Problem statement
Give back the full set of entries that follows, exactly as written.

━━━━━━━━━━━━━━━━

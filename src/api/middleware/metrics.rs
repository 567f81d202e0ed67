//! Request metrics middleware.

use std::time::Instant;

use axum::{
    extract::{MatchedPath, Request},
    middleware::Next,
    response::Response,
};

/// Record a request counter and a latency histogram per matched route.
pub async fn track_metrics(req: Request, next: Next) -> Response {
    let start = Instant::now();
    let path = req.extensions().get::<MatchedPath>().map_or_else(
        || req.uri().path().to_owned(),
        |matched| matched.as_str().to_owned(),
    );
    let method = req.method().to_string();

    let response = next.run(req).await;

    let latency = start.elapsed().as_secs_f64();
    let status = response.status().as_u16().to_string();
    let labels = [("method", method), ("path", path), ("status", status)];

    metrics::counter!("http_requests_total", &labels).increment(1);
    metrics::histogram!("http_request_duration_seconds", &labels).record(latency);

    response
}
use criterion::{Criterion, criterion_group, criterion_main};
use std::hint::black_box;

use minesweeper_alpha_core::*;

/// Ten by ten board with a diagonal of mines, all flagged and all safe cells revealed.
fn solved_board() -> Board {
    let mines: Vec<Coord2> = (0..10).map(|i| (i, i)).collect();
    let mut board = Board::new(BoardConfig::new_unchecked((10, 10), 10), &mines).unwrap();
    for row in 0..10i64 {
        for col in 0..10i64 {
            if row == col {
                board.mark((row, col)).unwrap();
            } else {
                board.reveal((row, col)).unwrap();
            }
        }
    }
    board
}

fn bench_board(c: &mut Criterion) {
    let board = solved_board();
    let mut group = c.benchmark_group("board");

    group.bench_function("is_won", |b| b.iter(|| black_box(&board).is_won()));
    group.bench_function("render_no_fog", |b| b.iter(|| black_box(&board).render(true)));
    group.bench_function("parse_seed", |b| {
        b.iter(|| Seed::parse(black_box("10 10 3\n0 0\n5 5\n9 9\n")))
    });

    group.finish();
}

criterion_group!(benches, bench_board);
criterion_main!(benches);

━━━━━━━━━━━━━━━━

Exercise result
filename src/api/middleware/metrics.rs
repository 567f81d202e0ed67
//! Request metrics middleware.

use std::time::Instant;

use axum::{
    extract::{MatchedPath, Request},
    middleware::Next,
    response::Response,
};

/// Record a request counter and a latency histogram per matched route.
pub async fn track_metrics(req: Request, next: Next) -> Response {
    let start = Instant::now();
    let path = req.extensions().get::<MatchedPath>().map_or_else(
        || req.uri().path().to_owned(),
        |matched| matched.as_str().to_owned(),
    );
    let method = req.method().to_string();

    let response = next.run(req).await;

    let latency = start.elapsed().as_secs_f64();
    let status = response.status().as_u16().to_string();
    let labels = [("method", method), ("path", path), ("status", status)];

    metrics::counter!("http_requests_total", &labels).increment(1);
    metrics::histogram!("http_request_duration_seconds", &labels).record(latency);

    response
}
use criterion::{Criterion, criterion_group, criterion_main};
use std::hint::black_box;

use minesweeper_alpha_core::*;

/// Ten by ten board with a diagonal of mines, all flagged and all safe cells revealed.
fn solved_board() -> Board {
    let mines: Vec<Coord2> = (0..10).map(|i| (i, i)).collect();
    let mut board = Board::new(BoardConfig::new_unchecked((10, 10), 10), &mines).unwrap();
    for row in 0..10i64 {
        for col in 0..10i64 {
            if row == col {
                board.mark((row, col)).unwrap();
            } else {
                board.reveal((row, col)).unwrap();
            }
        }
    }
    board
}

fn bench_board(c: &mut Criterion) {
    let board = solved_board();
    let mut group = c.benchmark_group("board");

    group.bench_function("is_won", |b| b.iter(|| black_box(&board).is_won()));
    group.bench_function("render_no_fog", |b| b.iter(|| black_box(&board).render(true)));
    group.bench_function("parse_seed", |b| {
        b.iter(|| Seed::parse(black_box("10 10 3\n0 0\n5 5\n9 9\n")))
    });

    group.finish();
}

criterion_group!(benches, bench_board);
criterion_main!(benches);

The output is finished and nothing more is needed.